Me Stéphane Harvey. Source: Site web de Blanchard Avocats inc.
Me Stéphane Harvey. Source: Site web de Blanchard Avocats inc.
Me Stéphane Harvey vient de remporter une autre partie de la bataille juridique face au Conseil de discipline du Barreau.

Le Conseil a rejeté en effet la demande verbale de l’avocate du syndic
présentée le 12 septembre dernier d’ordonner la radiation provisoire immédiate de l’intimé, Me Stéphane Harvey.

Cet avocat reconnu coupable, en avril dernier, de 10 chefs d’infraction en lien notamment avec le fait d’avoir pigé dans le compte en fidéicommis d’un client.

De plus, le Conseil accepte que Me Harvey soit entendu sur sa requête en arrêt des procédures.

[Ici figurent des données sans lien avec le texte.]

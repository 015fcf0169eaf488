// Quality gate results and the per-user progress log they feed

use chrono::{DateTime, Utc};
use serde::{Deserialize, Serialize};
use std::collections::HashMap;
use std::sync::Arc;
use std::time::Duration;
use toolhost_core::storage::{self, ListOptions, PutOptions, StorageBackend, StorageResult};

const PROGRESS_PREFIX: &str = "progress:";
const HISTORY_PAGE_SIZE: usize = 200;

#[derive(Debug, Clone, Serialize, Deserialize)]
pub struct ProgressConfig {
    #[serde(default = "default_retention_days")]
    pub retention_days: u64,
}

fn default_retention_days() -> u64 {
    30
}

impl Default for ProgressConfig {
    fn default() -> Self {
        Self {
            retention_days: default_retention_days(),
        }
    }
}

impl ProgressConfig {
    pub fn retention(&self) -> Duration {
        Duration::from_secs(self.retention_days.saturating_mul(24 * 60 * 60))
    }
}

#[derive(Debug, Clone, Copy, PartialEq, Eq, Serialize, Deserialize)]
#[serde(rename_all = "lowercase")]
pub enum Severity {
    /// Reported alongside a successful result
    Warning,
    /// Blocks the result when failing
    Error,
}

#[derive(Debug, Clone, PartialEq, Serialize, Deserialize)]
pub struct QualityCheck {
    pub name: String,
    pub passed: bool,
    #[serde(default, skip_serializing_if = "Option::is_none")]
    pub message: Option<String>,
    pub severity: Severity,
}

impl QualityCheck {
    pub fn passed(name: impl Into<String>, severity: Severity) -> Self {
        Self {
            name: name.into(),
            passed: true,
            message: None,
            severity,
        }
    }

    pub fn failed(name: impl Into<String>, message: impl Into<String>, severity: Severity) -> Self {
        Self {
            name: name.into(),
            passed: false,
            message: Some(message.into()),
            severity,
        }
    }

    pub fn is_blocking(&self) -> bool {
        !self.passed && self.severity == Severity::Error
    }
}

/// Output of a tool's quality gate
#[derive(Debug, Clone, Default, PartialEq, Serialize, Deserialize)]
pub struct QualityReport {
    pub checks: Vec<QualityCheck>,
    #[serde(default, skip_serializing_if = "Option::is_none")]
    pub scores: Option<HashMap<String, f64>>,
}

impl QualityReport {
    pub fn new(checks: Vec<QualityCheck>) -> Self {
        Self {
            checks,
            scores: None,
        }
    }

    pub fn with_score(mut self, name: impl Into<String>, score: f64) -> Self {
        self.scores
            .get_or_insert_with(HashMap::new)
            .insert(name.into(), score);
        self
    }

    /// Failing error-severity checks
    pub fn blocking_failures(&self) -> Vec<QualityCheck> {
        self.checks.iter().filter(|c| c.is_blocking()).cloned().collect()
    }

    /// Failing warning-severity checks
    pub fn warnings(&self) -> Vec<QualityCheck> {
        self.checks
            .iter()
            .filter(|c| !c.passed && c.severity == Severity::Warning)
            .cloned()
            .collect()
    }
}

#[derive(Debug, Clone, PartialEq, Serialize, Deserialize)]
#[serde(rename_all = "camelCase")]
pub struct ProgressEntry {
    pub tool_name: String,
    pub timestamp: DateTime<Utc>,
    pub checks: Vec<QualityCheck>,
    #[serde(default, skip_serializing_if = "Option::is_none")]
    pub scores: Option<HashMap<String, f64>>,
}

impl ProgressEntry {
    pub fn from_report(tool_name: &str, report: &QualityReport) -> Self {
        Self {
            tool_name: tool_name.to_string(),
            timestamp: Utc::now(),
            checks: report.checks.clone(),
            scores: report.scores.clone(),
        }
    }
}

/// Append-only, expiring record of quality gate outcomes per user and tool
pub struct ProgressLog {
    storage: Arc<dyn StorageBackend>,
    retention: Duration,
}

impl ProgressLog {
    pub fn new(storage: Arc<dyn StorageBackend>, retention: Duration) -> Self {
        Self { storage, retention }
    }

    fn prefix(user_id: &str, tool_name: &str) -> String {
        format!("{}{}:{}:", PROGRESS_PREFIX, user_id, tool_name)
    }

    /// Write one entry. Keys sort by timestamp; `request_id` keeps them unique.
    pub async fn append(
        &self,
        user_id: &str,
        request_id: &str,
        entry: &ProgressEntry,
    ) -> StorageResult<String> {
        let key = format!(
            "{}{:013}-{}",
            Self::prefix(user_id, &entry.tool_name),
            entry.timestamp.timestamp_millis().max(0),
            request_id
        );
        storage::store(
            self.storage.as_ref(),
            &key,
            entry,
            PutOptions::with_ttl(self.retention),
        )
        .await?;
        Ok(key)
    }

    /// Retained entries for a user and tool, oldest first
    pub async fn history(&self, user_id: &str, tool_name: &str) -> StorageResult<Vec<ProgressEntry>> {
        let prefix = Self::prefix(user_id, tool_name);
        let mut entries = Vec::new();
        let mut cursor = None;

        loop {
            let page = self
                .storage
                .list(&prefix, ListOptions::page(HISTORY_PAGE_SIZE, cursor))
                .await?;
            for key in &page.keys {
                if let Some(entry) = storage::load::<ProgressEntry>(self.storage.as_ref(), key).await? {
                    entries.push(entry);
                }
            }
            if page.complete {
                break;
            }
            cursor = page.cursor;
        }

        Ok(entries)
    }
}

La syndic ad hoc estimait l’irrecevabilité de la demande de bene esse en arrêt des procédures de type Babos.

« Une excellente nouvelle », a lancé Me Harvey, joint au téléphone par Droit-inc, quelques minutes après que la décision ait été rendue.

Me Harvey est représenté par Mes William Noonan et Samuel Cozak.

Le débat pourra donc se poursuivre, les deux parties ayant été convoquées vendredi, le 7 octobre, en début d’après-midi.

En contrepartie, le Conseil a accueilli la demande du syndic adjoint en irrecevabilité de la demande déclinatoire de Me Harvey qui remet en doute la compétence du Conseil estimant qu’il n’avait pas juridiction pour le juger.

Me Nathalie Lavoie. Photo : Site web de BCF
Me Nathalie Lavoie. Photo : Site web de BCF
Me Nathalie Lavoie, syndic ad hoc, mentionne qu’il reste donc au Conseil à disposer de l’argument soulevé par Me Harvey et tenir pour avéré que l’ancien secrétaire du Conseil de discipline du Barreau du Québec, Me Martin Hovington a : « Forgé un faux document. Utilisé ce faux document. Rendu un faux témoignage et a mis en place un stratagème frauduleux pour sauver le dossier d’une irrégularité fatale ».

Elle ajoute que bien que la tentation soit forte d’entreprendre un débat pour contester les allégations de Me Harvey, l’audience en cours n’est pas le forum approprié pour faire la lumière au sujet de ces « graves reproches ».

« Même s’il était démontré la véracité de ces reproches, ceux-ci ne sauraient conduire à un arrêt des procédures », peut-on lire dans la décision d’une trentaine de pages.

Une question de droit

Avec sa demande déclinatoire, Me Harvey visait à démontrer que le fait d’avoir « falsifié un document » , celui de « Désignation des membres », était contraire à l’éthique du droit au point où le Conseil devait reconnaître qu’il n’avait pas juridiction pour le condamner. L’avocat souligne que le Conseil a été formé en ne respectant pas le Code des professions.

Me Lavoie répond que l’élément central de la position de Me Harvey à savoir si les membres ont été choisis en vertu du Code des professions n’est pas une question de fait, précisément, mais bien une question de droit puisqu’elle touche l’interprétation de l’article 138 du Code des professions.

Pour l’avocate du syndic adjoint, la prétention de Me Harvey selon laquelle le choix des membres n’aurait pas été exercé par le Secrétaire du Conseil est une affirmation sans fondement qui découle uniquement de sa prétention suivant laquelle ce choix s’effectue par la signature du document intitulé « Désignation des membres ». En soutenant cette position, il « fait dire à l’article 138 du Code des professions ce qu’il ne dit pas ».

Rappelons que Me Stéphane Harvey a embauché un spécialiste en informatique qui a analysé le document « Désignation des membres » pour conclure que « les métadonnées liées au document PDF indiquent sans conteste que le document est créé le 20 juillet 2022 à 9h21 et 44 secondes », assure Simon Lavallée de la firme H2E.

Le Conseil doit expliquer pourquoi la date dudit document indique le 23 septembre 2021.

Me Harvey a également obtenu le droit de la Cour supérieure d’être entendu avant que soit prononcé une décision finale.